Since the start of the outbreak, Buddhists have turned to a variety of measures to help them stay safe and raise funds for those affected by the disease. In a statement on its website the Taiwan-based Buddhist nonprofit Tzu Chi confirmed that it had sent its second shipment of surgical masks, respirators, goggles, medical gowns, and other supplies to affected areas in China. Tzu Chi chronicled the challenges that the organization faced in delivering humanitarian supplies due to the widespread cancellation of flights to China. 

Dalai Lama Marks 80 Years as Tibet’s Spiritual Leader

His Holiness the 14th Dalai Lama last Saturday marked 80 years as the spiritual leader of Tibet, a position he has held since he was enthroned in Lhasa at the age of four. According to a report by the AFP, the office of the Dalai Lama said that there would be no commemoration of the anniversary. His Holiness suspended all public appearances and teachings earlier this month as a precaution against the coronavirus. A new book by Tibetologist Alexander Norman chronicles the life of the Dalai Lama, tracing the intersection of political strife and religious tradition of the world’s most recognizable Buddhist. In 2011 His Holiness announced that he may be the last incarnation in the Dalai Lama lineage, seeking to prevent Chinese authorities from naming a separate successor. 

Activist Buddhist Monk Thich Quang Do Dies at 91

Head of the banned Unified Buddhist Church of Vietnam, Thich Quang Do died last Saturday at the age of 91, according to the New York Times. A spokesperson for the Paris-based International Buddhist Information Bureau told the Times that Vietnamese authorities had held the dissident Buddhist monk incommunicado at the Tu Hieu Pagoda in Ho Chi Minh City. Thich Quang Do was a long-term champion of religious freedom and faced punishment from the Communist government for his views, spending the last 30 years of his life in prison, under house arrest, or in internal exile for refusing to submit his United Church to government control. According to the Times, he played a key role in connecting political dissidents in north and south Vietnam, and was also a respected Buddhist scholar who published over novels, poetry, and translations and studies of Vietnamese Buddhism. For his efforts he received many human rights awards and nods, including Norway’s Rafto Prize and a 1978 Nobel Peace Prize nomination. 

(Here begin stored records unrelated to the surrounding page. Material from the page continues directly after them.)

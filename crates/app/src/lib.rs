//! `pvz-app`: use cases over the pickup-point domain.
//!
//! Every use case takes the caller's opaque [`AccessToken`] plus a typed
//! request, checks privileges first, and only then touches domain state.
//! Use cases hold exactly the store capabilities they need.
//!
//! [`AccessToken`]: pvz_auth::AccessToken

pub mod access;
pub mod locks;
pub mod pickup_points;
pub mod products;
pub mod receptions;
pub mod users;

#[cfg(test)]
pub(crate) mod testing;

use std::sync::Arc;

use pvz_auth::{IdentityService, PasswordService, TokenService, UserStore};
use pvz_domain::{PickupPointStore, ProductStore, ReceptionStore, ReportStore};

pub use access::Authenticator;
pub use locks::{PickupPointGuard, PickupPointLocks};
pub use pickup_points::{
    CreatePickupPoint, CreatePickupPointRequest, FindPickupPoint, ListReports, ListReportsRequest,
};
pub use products::{AddProduct, AddProductRequest, RemoveLastProduct};
pub use receptions::{CloseLastReception, CreateReception};
pub use users::{DummyLogin, LoginRequest, LoginUser, RegisterRequest, RegisterUser};

/// Store capabilities a backend provides.
#[derive(Clone)]
pub struct Stores {
    pub users: Arc<dyn UserStore>,
    pub pickup_points: Arc<dyn PickupPointStore>,
    pub receptions: Arc<dyn ReceptionStore>,
    pub products: Arc<dyn ProductStore>,
    pub reports: Arc<dyn ReportStore>,
}

impl Stores {
    /// Every capability served by one backend.
    pub fn from_backend<B>(backend: Arc<B>) -> Self
    where
        B: UserStore + PickupPointStore + ReceptionStore + ProductStore + ReportStore + 'static,
    {
        Self {
            users: backend.clone(),
            pickup_points: backend.clone(),
            receptions: backend.clone(),
            products: backend.clone(),
            reports: backend,
        }
    }
}

/// Every use case, wired against one set of stores.
#[derive(Clone)]
pub struct UseCases {
    pub register_user: RegisterUser,
    pub login_user: LoginUser,
    pub dummy_login: DummyLogin,
    pub create_pickup_point: CreatePickupPoint,
    pub find_pickup_point: FindPickupPoint,
    pub list_reports: ListReports,
    pub create_reception: CreateReception,
    pub close_last_reception: CloseLastReception,
    pub add_product: AddProduct,
    pub remove_last_product: RemoveLastProduct,
}

impl UseCases {
    pub fn new(
        stores: Stores,
        tokens: Arc<dyn TokenService>,
        passwords: Arc<dyn PasswordService>,
    ) -> Self {
        let identity = IdentityService::new(stores.users.clone(), tokens, passwords);
        let auth = Authenticator::new(identity.clone());
        let locks = PickupPointLocks::default();

        Self {
            register_user: RegisterUser::new(identity.clone()),
            login_user: LoginUser::new(identity.clone()),
            dummy_login: DummyLogin::new(identity),
            create_pickup_point: CreatePickupPoint::new(auth.clone(), stores.pickup_points.clone()),
            find_pickup_point: FindPickupPoint::new(stores.pickup_points.clone()),
            list_reports: ListReports::new(auth.clone(), stores.reports.clone()),
            create_reception: CreateReception::new(
                auth.clone(),
                stores.pickup_points.clone(),
                stores.receptions.clone(),
                locks.clone(),
            ),
            close_last_reception: CloseLastReception::new(
                auth.clone(),
                stores.pickup_points.clone(),
                stores.receptions.clone(),
                locks.clone(),
            ),
            add_product: AddProduct::new(
                auth.clone(),
                stores.pickup_points.clone(),
                stores.receptions.clone(),
                stores.products.clone(),
                locks.clone(),
            ),
            remove_last_product: RemoveLastProduct::new(
                auth,
                stores.pickup_points,
                stores.receptions,
                stores.products,
                locks,
            ),
        }
    }
}
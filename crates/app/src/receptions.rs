use std::sync::Arc;

use chrono::Utc;
use tracing::{info, instrument};

use pvz_auth::{AccessToken, Role};
use pvz_core::{DomainError, DomainResult, PvzId};
use pvz_domain::{PickupPointStore, Reception, ReceptionStore};

use crate::{Authenticator, PickupPointLocks};

/// Open a reception at a pickup point. Clients only.
#[derive(Clone)]
pub struct CreateReception {
    auth: Authenticator,
    pickup_points: Arc<dyn PickupPointStore>,
    receptions: Arc<dyn ReceptionStore>,
    locks: PickupPointLocks,
}

impl CreateReception {
    pub fn new(
        auth: Authenticator,
        pickup_points: Arc<dyn PickupPointStore>,
        receptions: Arc<dyn ReceptionStore>,
        locks: PickupPointLocks,
    ) -> Self {
        Self { auth, pickup_points, receptions, locks }
    }

    #[instrument(skip_all, fields(%pvz_id))]
    pub async fn execute(&self, token: &AccessToken, pvz_id: PvzId) -> DomainResult<Reception> {
        self.auth.validate_privileges(token, &[Role::Client]).await?;
        if pvz_id.is_nil() {
            return Err(DomainError::IdIsRequired);
        }

        // Unknown ids fail here and never reach the lock map.
        let pickup_point = self.pickup_points.find_by_id(pvz_id).await?;
        let _guard = self.locks.lock(pvz_id).await;
        let reception = pickup_point.open_reception(&*self.receptions, Utc::now()).await?;

        info!(reception_id = %reception.id, "reception opened");
        Ok(reception)
    }
}

/// Close the reception in progress at a pickup point. Any authenticated user.
#[derive(Clone)]
pub struct CloseLastReception {
    auth: Authenticator,
    pickup_points: Arc<dyn PickupPointStore>,
    receptions: Arc<dyn ReceptionStore>,
    locks: PickupPointLocks,
}

impl CloseLastReception {
    pub fn new(
        auth: Authenticator,
        pickup_points: Arc<dyn PickupPointStore>,
        receptions: Arc<dyn ReceptionStore>,
        locks: PickupPointLocks,
    ) -> Self {
        Self { auth, pickup_points, receptions, locks }
    }

    #[instrument(skip_all, fields(%pvz_id))]
    pub async fn execute(&self, token: &AccessToken, pvz_id: PvzId) -> DomainResult<Reception> {
        self.auth.validate_privileges(token, &[]).await?;
        if pvz_id.is_nil() {
            return Err(DomainError::IdIsRequired);
        }

        let pickup_point = self.pickup_points.find_by_id(pvz_id).await?;
        let _guard = self.locks.lock(pvz_id).await;
        let mut reception = pickup_point.current_reception(&*self.receptions).await?;

        reception.close()?;
        self.receptions.update(&reception).await?;

        info!(reception_id = %reception.id, "reception closed");
        Ok(reception)
    }
}
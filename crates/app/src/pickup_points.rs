//! Pickup-point registration, lookup and reports.

use std::sync::Arc;

use chrono::{DateTime, Utc};
use tracing::{info, instrument};

use pvz_auth::{AccessToken, Role};
use pvz_core::{DomainError, DomainResult, PvzId};
use pvz_domain::{City, PickupPoint, PickupPointReport, PickupPointStore, ReportFilter, ReportStore};

use crate::Authenticator;

#[derive(Debug, Clone)]
pub struct CreatePickupPointRequest {
    pub id: Option<PvzId>,
    pub city: String,
    pub registered_at: Option<DateTime<Utc>>,
}

#[derive(Clone)]
pub struct CreatePickupPoint {
    auth: Authenticator,
    pickup_points: Arc<dyn PickupPointStore>,
}

impl CreatePickupPoint {
    pub fn new(auth: Authenticator, pickup_points: Arc<dyn PickupPointStore>) -> Self {
        Self { auth, pickup_points }
    }

    /// Moderators only. The caller supplies both id and registration time.
    #[instrument(skip_all, fields(pvz_id = ?request.id, city = %request.city))]
    pub async fn execute(
        &self,
        token: &AccessToken,
        request: CreatePickupPointRequest,
    ) -> DomainResult<PickupPoint> {
        self.auth.validate_privileges(token, &[Role::Moderator]).await?;

        let city = City::from_name(&request.city)?;
        let registered_at = request.registered_at.ok_or(DomainError::RegistrationTimeIsRequired)?;
        let id = request.id.ok_or(DomainError::IdIsRequired)?;

        let pickup_point = PickupPoint::new(id, city, registered_at)?;
        self.pickup_points.add(&pickup_point).await?;

        info!(pvz_id = %pickup_point.id, "pickup point registered");
        Ok(pickup_point)
    }
}

#[derive(Clone)]
pub struct FindPickupPoint {
    pickup_points: Arc<dyn PickupPointStore>,
}

impl FindPickupPoint {
    pub fn new(pickup_points: Arc<dyn PickupPointStore>) -> Self {
        Self { pickup_points }
    }

    pub async fn execute(&self, id: PvzId) -> DomainResult<PickupPoint> {
        self.pickup_points.find_by_id(id).await
    }
}

#[derive(Debug, Clone, Default)]
pub struct ListReportsRequest {
    pub start: Option<DateTime<Utc>>,
    pub end: Option<DateTime<Utc>>,
    pub page: i64,
    pub limit: i64,
}

#[derive(Clone)]
pub struct ListReports {
    auth: Authenticator,
    reports: Arc<dyn ReportStore>,
}

impl ListReports {
    pub fn new(auth: Authenticator, reports: Arc<dyn ReportStore>) -> Self {
        Self { auth, reports }
    }

    /// Any authenticated user may list reports.
    #[instrument(skip_all, fields(page = request.page, limit = request.limit))]
    pub async fn execute(
        &self,
        token: &AccessToken,
        request: ListReportsRequest,
    ) -> DomainResult<Vec<PickupPointReport>> {
        self.auth.validate_privileges(token, &[]).await?;

        let filter = ReportFilter::normalize(request.start, request.end, request.page, request.limit);
        self.reports.find_all(&filter).await
    }
}
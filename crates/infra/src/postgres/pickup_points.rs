use async_trait::async_trait;
use sqlx::Row;
use sqlx::postgres::PgRow;
use tracing::instrument;

use pvz_core::{DomainError, DomainResult, PvzId};
use pvz_domain::{City, PickupPoint, PickupPointStore};

use super::PostgresStore;
use super::error::{corrupt_row, map_sqlx_error};

pub(super) fn pickup_point_from_row(row: &PgRow) -> Result<PickupPoint, sqlx::Error> {
    let city_id: i16 = row.try_get("city_id")?;
    Ok(PickupPoint {
        id: PvzId::from_uuid(row.try_get("id")?),
        registered_at: row.try_get("creation_time_utc")?,
        city: City::from_id(city_id)
            .ok_or_else(|| sqlx::Error::Decode(format!("unknown city id {city_id}").into()))?,
    })
}

#[async_trait]
impl PickupPointStore for PostgresStore {
    #[instrument(skip(self, pickup_point), fields(pvz_id = %pickup_point.id), err)]
    async fn add(&self, pickup_point: &PickupPoint) -> DomainResult<()> {
        sqlx::query(
            r#"
            INSERT INTO pvzs (id, creation_time_utc, city_id)
            VALUES ($1, $2, $3)
            "#,
        )
        .bind(pickup_point.id.as_uuid())
        .bind(pickup_point.registered_at)
        .bind(pickup_point.city.id())
        .execute(&self.pool)
        .await
        .map_err(|e| map_sqlx_error("add_pickup_point", e))?;

        Ok(())
    }

    #[instrument(skip(self))]
    async fn find_by_id(&self, id: PvzId) -> DomainResult<PickupPoint> {
        let row = sqlx::query(
            r#"
            SELECT id, creation_time_utc, city_id
            FROM pvzs
            WHERE id = $1
            "#,
        )
        .bind(id.as_uuid())
        .fetch_optional(&self.pool)
        .await
        .map_err(|e| map_sqlx_error("find_pickup_point", e))?
        .ok_or(DomainError::PvzDoesNotExist)?;

        pickup_point_from_row(&row).map_err(|e| corrupt_row("find_pickup_point", e))
    }
}
//! Password hashing (Argon2id, PHC string format).

use argon2::{
    Argon2,
    password_hash::{self, PasswordHash, PasswordHasher, PasswordVerifier, SaltString, rand_core::OsRng},
};
use thiserror::Error;

#[derive(Debug, Error, Clone, PartialEq, Eq)]
pub enum PasswordError {
    #[error("failed to hash password: {0}")]
    Hash(String),

    /// The stored hash could not be parsed or checked.
    #[error("stored password hash is corrupt: {0}")]
    CorruptHash(String),
}

/// Hashes plaintext credentials and checks them against stored hashes.
pub trait PasswordService: Send + Sync {
    fn hash(&self, plaintext: &str) -> Result<String, PasswordError>;

    /// `Ok(false)` means a well-formed hash that does not match.
    fn verify(&self, plaintext: &str, hash: &str) -> Result<bool, PasswordError>;
}

#[derive(Debug, Default, Clone, Copy)]
pub struct Argon2PasswordService;

impl PasswordService for Argon2PasswordService {
    fn hash(&self, plaintext: &str) -> Result<String, PasswordError> {
        let salt = SaltString::generate(&mut OsRng);

        Argon2::default()
            .hash_password(plaintext.as_bytes(), &salt)
            .map(|hash| hash.to_string())
            .map_err(|e| PasswordError::Hash(e.to_string()))
    }

    fn verify(&self, plaintext: &str, hash: &str) -> Result<bool, PasswordError> {
        let parsed = PasswordHash::new(hash).map_err(|e| PasswordError::CorruptHash(e.to_string()))?;

        match Argon2::default().verify_password(plaintext.as_bytes(), &parsed) {
            Ok(()) => Ok(true),
            Err(password_hash::Error::Password) => Ok(false),
            Err(e) => Err(PasswordError::CorruptHash(e.to_string())),
        }
    }
}
use axum::http::StatusCode;
use axum::response::{IntoResponse, Response};
use serde_json::json;

use pvz_core::DomainError;

/// Access errors are 403; every other domain failure is the caller's 400.
pub fn domain_error_to_response(err: DomainError) -> Response {
    if err.is_access_error() {
        return json_error(StatusCode::FORBIDDEN, "forbidden", err.to_string());
    }
    if let DomainError::Infrastructure(detail) = &err {
        tracing::error!(%detail, "request failed on infrastructure error");
    }
    json_error(StatusCode::BAD_REQUEST, "bad_request", err.to_string())
}

/// Malformed body, path or query.
pub fn invalid_request(rejection: impl std::fmt::Display) -> Response {
    json_error(StatusCode::BAD_REQUEST, "invalid_request", rejection.to_string())
}

pub fn json_error(status: StatusCode, code: &'static str, message: impl Into<String>) -> Response {
    (
        status,
        axum::Json(json!({
            "error": code,
            "message": message.into(),
        })),
    )
        .into_response()
}

#[cfg(test)]
mod tests {
    use super::*;

    #[test]
    fn access_errors_are_forbidden() {
        let res = domain_error_to_response(DomainError::InsufficientPrivileges);
        assert_eq!(res.status(), StatusCode::FORBIDDEN);

        let res = domain_error_to_response(DomainError::BadUserCredential);
        assert_eq!(res.status(), StatusCode::FORBIDDEN);
    }

    #[test]
    fn everything_else_is_bad_request() {
        for err in [
            DomainError::PvzDoesNotExist,
            DomainError::UnknownCity,
            DomainError::AnotherOpenedReception,
            DomainError::ReceptionIsEmpty,
            DomainError::infrastructure("db down"),
        ] {
            assert_eq!(domain_error_to_response(err).status(), StatusCode::BAD_REQUEST);
        }
    }
}
//! HTTP API: server, routing, and request/response mapping.

pub mod app;
pub mod middleware;
pub mod server;

pub use app::build_app;
pub use server::{Server, shutdown_signal};
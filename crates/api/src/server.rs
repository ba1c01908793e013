//! Listener lifecycle: bind, serve, drain on shutdown.

use std::future::Future;
use std::io;
use std::net::SocketAddr;

use axum::Router;
use tokio::net::TcpListener;

pub struct Server {
    listener: TcpListener,
    router: Router,
}

impl Server {
    pub async fn bind(addr: &str, router: Router) -> io::Result<Self> {
        let listener = TcpListener::bind(addr).await?;
        Ok(Self { listener, router })
    }

    pub fn local_addr(&self) -> io::Result<SocketAddr> {
        self.listener.local_addr()
    }

    /// Serve until `shutdown` resolves, then let in-flight requests finish.
    pub async fn serve<F>(self, shutdown: F) -> io::Result<()>
    where
        F: Future<Output = ()> + Send + 'static,
    {
        axum::serve(self.listener, self.router)
            .with_graceful_shutdown(shutdown)
            .await
    }
}

/// Resolves on SIGINT, or SIGTERM on unix.
pub async fn shutdown_signal() {
    let ctrl_c = async {
        if let Err(e) = tokio::signal::ctrl_c().await {
            tracing::error!(error = %e, "failed to listen for ctrl-c");
            std::future::pending::<()>().await;
        }
    };

    #[cfg(unix)]
    let terminate = async {
        match tokio::signal::unix::signal(tokio::signal::unix::SignalKind::terminate()) {
            Ok(mut sig) => {
                sig.recv().await;
            }
            Err(e) => {
                tracing::error!(error = %e, "failed to listen for SIGTERM");
                std::future::pending::<()>().await;
            }
        }
    };

    #[cfg(not(unix))]
    let terminate = std::future::pending::<()>();

    tokio::select! {
        _ = ctrl_c => {},
        _ = terminate => {},
    }
    tracing::info!("shutdown signal received");
}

California Apologizes to Japanese Americans for Internment Camps 

Lawmakers in the state of California voted unanimously on Thursday to formally apologize for the role the state played in the incarceration of over 120,000 people of Japanese descent during World War II, according to the Guardian. California state assembly member Albert Muratsuchi, who introduced the resolution, said that he wanted to commemorate the 78th anniversary of President Franklin D. Roosevelt’s executive order at a time when “our nation’s capital is hopelessly divided along party lines and President Trump is putting immigrant families and children in cages.” He added, “We’re seeing striking parallels between what happened to Japanese Americans before and during World War II and what we see happening today.” In 1988 the US government formally apologized to Japanese Americans and issued $20,000 to survivors of the internment camps. The new California resolution does not call for additional reparations but condemns the California state legislature’s support in the decision to incarcerate Americans of Japanese descent.